The positive effect of the drug fevarin is observed by the end of the first week of use; optimal effectiveness, however, occurs after 2-3 weeks.
Comparative studies of the effectiveness of various antidepressants have shown that the antidepressant activity of Fevarin is at least equivalent to:
- "gold standard" - amitriptyline
- MAOI drugs
- To fluoxetine, however, the frequency of side effects was observed 2 times less often
- Fevarin effectively stabilizes mood, removes symptoms of depression, melancholy, anxiety, suicidal thoughts, and normalizes sleep
- Fevarin belongs to the group of antidepressants with a balanced effect and, as a rule, does not have a sedative or stimulating effect. Considering the absence of a negative impact on cognitive functions: attention, memory, decision-making, the possibilities of its use for people engaged in mental work are expanding
- Fevarin does not affect the ability to drive a car
- Fevarin can be recommended for children starting from 6 years of age
Indications for use
:
- treatment of depression; mild, severe depression, recurrent depression, resistant depression
- treatment of obsessive-compulsive disorders (OCD)
- panic disorders and panic attacks
- post-traumatic stress disorder
- social phobia
- eating disorder (bulimia)
- obsessive desire to gamble (gambling)
- compulsive buying syndrome
- Hair pulling syndrome (trichotillomania)
- premenstrual dysphoric disorder (PDD)
- prevention of depression
Dosage and method of administration
:
- The drug should be taken in the evening, once a day, and washed down with plenty of water. The initial dosage is 50 mg per day for 7-14 days, depending on the individual response of the patient, the dose can be increased to 200 mg per day. The dosage should be increased gradually. After successful treatment of a depressive episode, it is necessary to take Fevarin for another six months (according to official WHO recommendations).
- The initial prophylactic dose to prevent relapse of depression is 100 mg/day.

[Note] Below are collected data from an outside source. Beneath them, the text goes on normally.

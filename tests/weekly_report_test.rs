mod helpers;

use helpers::{complete, date, make_quest, rules, test_db};
use questlog::ledger::aggregate::all_daily_logs;
use questlog::ledger::profile::get_profile;
use questlog::notify::{inactivity_check, weekly_summary, WeekTier};

#[test]
fn perfect_week_through_the_record_path() {
    let mut conn = test_db();
    let quest = make_quest(&conn, "Goal quest", 70);

    for day in 9..=15 {
        complete(&mut conn, &quest, &format!("2025-01-{day:02}"));
    }

    let profile = get_profile(&conn, "u1").unwrap();
    let logs = all_daily_logs(&conn, "u1").unwrap();
    let (stats, email) = weekly_summary(
        &profile,
        &logs,
        date("2025-01-09"),
        date("2025-01-15"),
        &rules(),
    );

    assert_eq!(stats.days_goal_met, 7);
    assert!(stats.perfect_week);
    assert_eq!(stats.tier, WeekTier::Perfect);
    assert_eq!(stats.window_streak, 7);
    assert!(email.html.contains("PERFECT WEEK"));
    assert!(email.subject.contains("490 XP"));
}

#[test]
fn partial_week_is_not_perfect() {
    let mut conn = test_db();
    let quest = make_quest(&conn, "Goal quest", 70);

    // Only 6 of the 7 window days logged
    for day in 9..=14 {
        complete(&mut conn, &quest, &format!("2025-01-{day:02}"));
    }

    let profile = get_profile(&conn, "u1").unwrap();
    let logs = all_daily_logs(&conn, "u1").unwrap();
    let (stats, _) = weekly_summary(
        &profile,
        &logs,
        date("2025-01-09"),
        date("2025-01-15"),
        &rules(),
    );

    assert_eq!(stats.days_goal_met, 6);
    assert!(!stats.perfect_week);
    assert_eq!(stats.tier, WeekTier::Great);
}

#[test]
fn weekly_breakdown_lists_each_day() {
    let mut conn = test_db();
    let quest = make_quest(&conn, "Goal quest", 70);
    complete(&mut conn, &quest, "2025-01-12");

    let profile = get_profile(&conn, "u1").unwrap();
    let logs = all_daily_logs(&conn, "u1").unwrap();
    let (_, email) = weekly_summary(
        &profile,
        &logs,
        date("2025-01-09"),
        date("2025-01-15"),
        &rules(),
    );

    assert!(email.html.contains("2025-01-12: 70 XP (1 quests)"));
}

#[test]
fn inactivity_uses_last_active_date_from_ledger() {
    let mut conn = test_db();
    let quest = make_quest(&conn, "Goal quest", 70);
    complete(&mut conn, &quest, "2025-01-10");

    let profile = get_profile(&conn, "u1").unwrap();

    let fresh = inactivity_check(&profile, date("2025-01-11"), &rules());
    assert_eq!(fresh.days_inactive, 1);
    assert!(fresh.email.is_none());

    let stale = inactivity_check(&profile, date("2025-01-14"), &rules());
    assert_eq!(stale.days_inactive, 4);
    assert!(stale.email.is_some());
    assert!(stale.email.unwrap().html.contains("4 days"));
}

- The duration of therapy with Fevarin is carried out until all symptoms disappear completely. When treating depression, the course of taking the drug lasts 6-12 months. In the treatment of generalized anxiety and panic disorder – even longer.
- Plasma caffeine levels may increase while taking Fevarin. Therefore, if you consume large quantities of drinks containing caffeine and if you develop adverse effects of caffeine such as tremor, palpitations, nausea, anxiety, insomnia, it is necessary to reduce your caffeine intake while taking Fevarin.
Side effects
The most commonly observed adverse symptom associated with the use of Fevarin is nausea, sometimes accompanied by vomiting. This side effect usually disappears in the first 2 weeks, so treatment is started with 50 mg at night and the dose is increased after 2 weeks to 100 mg.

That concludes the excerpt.